The Moral: Stay Out Until the Wind is Right
By Mike Handley
Tom Allen likes to nickname the whitetails on his Most Wanted list.
There was Hollywood, who liked to mug for trail cameras, and Girth Brooks, whose rack carried 42 inches of mass. In 2023 and 2024, he was chasing Zeus.
“This deer was like the god of the woods,” grinned the 34-year-old heavy equipment operator from Lore City, Ohio.
Key word: was.
Tom didn’t settle on a monicker for the Guernsey County buck the first year they became acquainted. When he collected the initial trail camera images of it in July 2022, the likely 3 1/2-year-old was wearing about 140 inches of antler — not really special, but clearly possessing potential.
The nameless up-and-comer packed on another 40 inches of antler the following year, making it a much larger blip on the deer hunter’s radar. Even so, Tom learned very little about the buck’s habits.
“Zeus never took the same trail twice,” Tom said. “He was very hard to pattern. I couldn’t do it.”
As the season progressed, Tom learned the buck was seen chasing does 4 miles away. He took comfort in the fact that he never heard of anyone in the vicinity taking a 180-class Typical.
In June 2024, Tom was with his father when they decided — almost as an afterthought — to drive past the farm where Zeus had most often been seen. They spotted the deer at the back of a bean field, all by itself.

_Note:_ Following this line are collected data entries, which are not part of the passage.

//! VoiceClient - the async runtime around a [`SessionController`].
//!
//! # Architecture
//!
//! One reader task pulls frames off the transport, decodes them and pushes
//! them onto a bounded queue. The `run()` future is the only consumer: it
//! owns the controller and applies queued inputs strictly one at a time.
//! [`ClientHandle`]s feed talking changes and user commands into the same
//! queue, so every roster mutation happens in arrival order.
//!
//! ```text
//! Transport → reader task ─┐
//!                          ├→ mpsc queue → run() → SessionController → Presentation
//! ClientHandle (any task) ─┘
//! ```
//!
//! # Example
//!
//! ```ignore
//! use voxroster_client::{ClientConfig, MockTransport, VoiceClient};
//! use voxroster_core::RecordingPresentation;
//!
//! let config = ClientConfig::new("voice.example.org:64738", "alice");
//! let mut client = VoiceClient::new(config, MockTransport::new(), RecordingPresentation::new());
//! let handle = client.handle();
//!
//! // Elsewhere: handle.toggle_mute(peer).await?;
//! client.run().await?;
//! ```

use std::sync::Arc;
use thiserror::Error;
use tokio::sync::mpsc;
use voxroster_core::{decode, Presentation, RosterError, RosterEvent, SessionController};
use voxroster_types::{Message, PeerId, ServerAuthenticate, WireError, PROTOCOL_VERSION};

use crate::config::ClientConfig;
use crate::transport::{Transport, TransportError};

/// Bytes of a dropped frame shown in the log.
const DUMP_PREFIX: usize = 16;

/// Client errors.
#[derive(Debug, Error)]
pub enum ClientError {
    /// Transport error.
    #[error("transport error: {0}")]
    Transport(#[from] TransportError),

    /// Outbound message could not be encoded.
    #[error("serialization error: {0}")]
    Wire(#[from] WireError),

    /// Connection failed.
    #[error("connection failed: {0}")]
    ConnectionFailed(String),

    /// The session refused the request.
    #[error("session error: {0}")]
    Session(#[from] RosterError),

    /// The roster diverged from the server; the session was torn down.
    #[error("session fault: {0}")]
    Fatal(#[source] RosterError),

    /// The client behind this handle is gone.
    #[error("client is not running")]
    Closed,
}

/// One input to the session consumer.
#[derive(Debug)]
pub enum Input {
    /// Decoded server event.
    Event(RosterEvent),
    /// Talking indicator from the audio side.
    Talking {
        /// Peer whose indicator changed.
        peer_id: PeerId,
        /// New value.
        talking: bool,
    },
    /// User command.
    Command(Command),
    /// Transport went away. `None` means a clean close.
    Disconnected {
        /// Failure description.
        reason: Option<String>,
    },
}

/// User actions carried through the queue.
#[derive(Debug, Clone, PartialEq, Eq)]
pub enum Command {
    /// Ask the server to flip a peer's mute flag.
    ToggleMute(PeerId),
    /// Ask the server to flip a peer's deafen flag.
    ToggleDeaf(PeerId),
    /// Ask the server to kick a peer.
    Kick {
        /// Target.
        peer_id: PeerId,
        /// Reason shown to everyone.
        reason: String,
    },
    /// End the session.
    Disconnect,
}

/// A voice frame handed to the audio sink.
#[derive(Clone, PartialEq, Eq)]
pub struct VoiceFrame {
    /// Speaking peer.
    pub peer_id: PeerId,
    /// Encoded audio.
    pub audio: Vec<u8>,
}

impl std::fmt::Debug for VoiceFrame {
    fn fmt(&self, f: &mut std::fmt::Formatter<'_>) -> std::fmt::Result {
        f.debug_struct("VoiceFrame")
            .field("peer_id", &self.peer_id)
            .field("audio", &format!("[{} bytes]", self.audio.len()))
            .finish()
    }
}

/// Cloneable sender for talking changes and user commands.
///
/// Usable from any task; inputs are applied in the order they are queued.
#[derive(Debug, Clone)]
pub struct ClientHandle {
    tx: mpsc::Sender<Input>,
}

impl ClientHandle {
    /// Report a talking change for `peer_id`.
    pub async fn talking(&self, peer_id: PeerId, talking: bool) -> Result<(), ClientError> {
        self.send(Input::Talking { peer_id, talking }).await
    }

    /// Request a mute toggle for `peer_id`.
    pub async fn toggle_mute(&self, peer_id: PeerId) -> Result<(), ClientError> {
        self.send(Input::Command(Command::ToggleMute(peer_id))).await
    }

    /// Request a deafen toggle for `peer_id`.
    pub async fn toggle_deaf(&self, peer_id: PeerId) -> Result<(), ClientError> {
        self.send(Input::Command(Command::ToggleDeaf(peer_id))).await
    }

    /// Request that `peer_id` be kicked.
    pub async fn kick(&self, peer_id: PeerId, reason: &str) -> Result<(), ClientError> {
        self.send(Input::Command(Command::Kick {
            peer_id,
            reason: reason.to_string(),
        }))
        .await
    }

    /// End the session.
    pub async fn disconnect(&self) -> Result<(), ClientError> {
        self.send(Input::Command(Command::Disconnect)).await
    }

    async fn send(&self, input: Input) -> Result<(), ClientError> {
        self.tx.send(input).await.map_err(|_| ClientError::Closed)
    }
}

/// The voice session client.
///
/// Owns the transport, the session controller and the input queue.
pub struct VoiceClient<T: Transport + 'static, P: Presentation> {
    config: ClientConfig,
    transport: Arc<T>,
    controller: SessionController<P>,
    tx: mpsc::Sender<Input>,
    rx: mpsc::Receiver<Input>,
    audio: Option<mpsc::Sender<VoiceFrame>>,
}

impl<T: Transport + 'static, P: Presentation> VoiceClient<T, P> {
    /// Create a new VoiceClient.
    pub fn new(config: ClientConfig, transport: T, presentation: P) -> Self {
        let (tx, rx) = mpsc::channel(config.client.queue_capacity.max(1));
        Self {
            config,
            transport: Arc::new(transport),
            controller: SessionController::new(presentation),
            tx,
            rx,
            audio: None,
        }
    }

    /// Forward voice frames to `sink`.
    ///
    /// Frames are dropped, not queued, when the sink is full.
    pub fn with_audio_sink(mut self, sink: mpsc::Sender<VoiceFrame>) -> Self {
        self.audio = Some(sink);
        self
    }

    /// A handle for feeding inputs from other tasks.
    pub fn handle(&self) -> ClientHandle {
        ClientHandle {
            tx: self.tx.clone(),
        }
    }

    /// The session controller.
    pub fn controller(&self) -> &SessionController<P> {
        &self.controller
    }

    /// Get the transport (for testing).
    pub fn transport(&self) -> &T {
        &self.transport
    }

    /// Connect, authenticate and process inputs until the session ends.
    ///
    /// Returns `Ok(())` once the session is back to disconnected, whatever
    /// the reason. A fatal roster error closes the transport, tears the
    /// session down and is returned as [`ClientError::Fatal`].
    pub async fn run(&mut self) -> Result<(), ClientError> {
        // Leftovers from a previous session
        while self.rx.try_recv().is_ok() {}

        self.controller.start()?;

        let address = self.config.server.address.clone();
        tracing::info!("Connecting to {}", address);
        if let Err(e) = self.transport.connect(&address).await {
            let reason = e.to_string();
            self.controller.on_disconnected(Some(reason.clone()));
            return Err(ClientError::ConnectionFailed(reason));
        }
        self.controller.on_connected();

        if let Err(e) = self.authenticate().await {
            self.shutdown().await;
            self.controller.on_disconnected(Some(e.to_string()));
            return Err(e);
        }

        let reader = tokio::spawn(read_frames(Arc::clone(&self.transport), self.tx.clone()));
        let result = self.consume().await;
        reader.abort();
        result
    }

    async fn authenticate(&self) -> Result<(), ClientError> {
        let auth = Message::ServerAuthenticate(ServerAuthenticate {
            username: self.config.user.username.clone(),
            password: self.config.user.password.clone(),
            version: PROTOCOL_VERSION,
        });
        tracing::debug!("Authenticating as {}", self.config.user.username);
        self.send(&auth).await
    }

    async fn consume(&mut self) -> Result<(), ClientError> {
        while let Some(input) = self.rx.recv().await {
            if let Err(e) = self.apply(input).await {
                if e.is_fatal() {
                    tracing::error!("Session fault, closing connection: {}", e);
                    self.shutdown().await;
                    self.controller.on_disconnected(Some(e.to_string()));
                    return Err(ClientError::Fatal(e));
                }
                tracing::warn!("Input rejected: {}", e);
            }

            if self.controller.state().is_disconnected() {
                self.shutdown().await;
                return Ok(());
            }
        }
        Ok(())
    }

    async fn apply(&mut self, input: Input) -> Result<(), RosterError> {
        match input {
            Input::Event(RosterEvent::VoicePayload {
                peer_id,
                audio_bytes,
            }) => {
                self.forward_voice(peer_id, audio_bytes);
                Ok(())
            }
            Input::Event(event) => self.controller.handle_event(event),
            Input::Talking { peer_id, talking } => {
                // The audio side may lag behind a Leave
                if !self.controller.registry().contains(peer_id) {
                    tracing::debug!("Talking change for departed peer {}, dropping", peer_id);
                    return Ok(());
                }
                self.controller.set_talking(peer_id, talking)
            }
            Input::Command(command) => {
                self.execute(command).await;
                Ok(())
            }
            Input::Disconnected { reason } => {
                self.controller.on_disconnected(reason);
                Ok(())
            }
        }
    }

    async fn execute(&mut self, command: Command) {
        let request = match command {
            Command::ToggleMute(peer_id) => self.controller.mute_request(peer_id),
            Command::ToggleDeaf(peer_id) => self.controller.deaf_request(peer_id),
            Command::Kick { peer_id, reason } => self.controller.kick_request(peer_id, &reason),
            Command::Disconnect => {
                self.controller.disconnect();
                return;
            }
        };

        let Some(message) = request else {
            tracing::debug!("Ignoring request for a peer that is not on the roster");
            return;
        };
        if let Err(e) = self.send(&message).await {
            tracing::warn!("Failed to send {:?}: {}", message.message_type(), e);
            self.controller.on_disconnected(Some(e.to_string()));
        }
    }

    fn forward_voice(&mut self, peer_id: PeerId, audio: Vec<u8>) {
        if !self.controller.state().accepts_roster_events() {
            return;
        }
        let Some(sink) = &self.audio else {
            tracing::trace!("No audio sink, dropping frame from {}", peer_id);
            return;
        };
        match sink.try_send(VoiceFrame { peer_id, audio }) {
            Ok(()) => {}
            Err(mpsc::error::TrySendError::Full(_)) => {
                tracing::trace!("Audio sink full, dropping frame from {}", peer_id);
            }
            Err(mpsc::error::TrySendError::Closed(_)) => {
                tracing::debug!("Audio sink closed");
                self.audio = None;
            }
        }
    }

    async fn send(&self, message: &Message) -> Result<(), ClientError> {
        let bytes = message.to_bytes()?;
        self.transport.send(&bytes).await?;
        Ok(())
    }

    async fn shutdown(&self) {
        if let Err(e) = self.transport.close().await {
            tracing::debug!("Transport close failed: {}", e);
        }
    }
}

/// Reader task: decode frames and queue them until the transport ends.
async fn read_frames<T: Transport>(transport: Arc<T>, tx: mpsc::Sender<Input>) {
    loop {
        let bytes = match transport.recv().await {
            Ok(bytes) => bytes,
            Err(e) => {
                let reason = match e {
                    TransportError::ConnectionClosed => None,
                    other => Some(other.to_string()),
                };
                tracing::info!("Receive loop ended: {}", reason.as_deref().unwrap_or("closed"));
                let _ = tx.send(Input::Disconnected { reason }).await;
                return;
            }
        };

        match decode(&bytes) {
            Ok(event) => {
                if tx.send(Input::Event(event)).await.is_err() {
                    return;
                }
            }
            Err(e) => {
                let prefix = &bytes[..bytes.len().min(DUMP_PREFIX)];
                tracing::warn!(
                    "Dropping malformed frame ({} bytes, starts {}): {}",
                    bytes.len(),
                    hex::encode(prefix),
                    e
                );
            }
        }
    }
}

Bucks’ racks were just starting to develop, but this one’s antlers were already pushing the 160 mark.
“Dad said, ‘That’s going to be a monster,’ and I realized I’d seen those big brow tines before,” Tom said. “It was Zeus.”
For the rest of the summer, Tom and a buddy collected a couple of hours of video footage of the big-bodied 5-year-old in the beans, recording the weekly progress of the rack’s phenomenal growth. This time, the formerly typical rack was festooned with irregular growth as well.
He also deployed more than 20 trail cameras, half of them sending images to his phone. Despite the number of devices, Tom collected precious few images of the deer at the top of his list.
In October, however, Zeus passed in front of the lens right before legal shooting light on the 10th, 13th, 14th and 15th. Tom decided to try his luck for the first time on the 16th, a Wednesday, because a north wind was forecasted.
He went in at midmorning, hung a stand on a stream bank and left. He returned to sit in it around 4:30.
A few minutes before 6 p.m., he looked up from his phone and spotted Zeus only 65 yards distant.
“Just watching him walk through the woods was incredible,” he said. “He looked like a 300-incher.”
The deer came 24 yards closer and hung around for 11 minutes. Tom had time to video the regal animal, which helped settle his nerves.
Finally realizing the buck wasn’t going to stay there for much longer, Tom launched an arrow at 6:09. The double-lunged deer jumped the nearby stream and managed to go 40 yards before collapsing.
When Tom reached the deer, he sat down to look at it.
“I began crying like a baby,” he admitted.
The emotion remained with him for a long time. He even drove to the landowner’s home to thank and hug the farmer and his wife.
“It’s a bittersweet thing, really,” Tom says of arrowing his career-best buck. “Of course I’m glad it’s over, but now I wake up with nothing to look at.”
Tom took his rack to by scored by Buckmasters measurers Toby and Lori Hughes, a 2 1/2-hour drive. The 22-pointer tallied an even 217 inches.
Tom is affiliated with the
Buckeye Boyz Outdoors Youtube channel. The video of his hunt, as well as the December scoring session, should be available in February.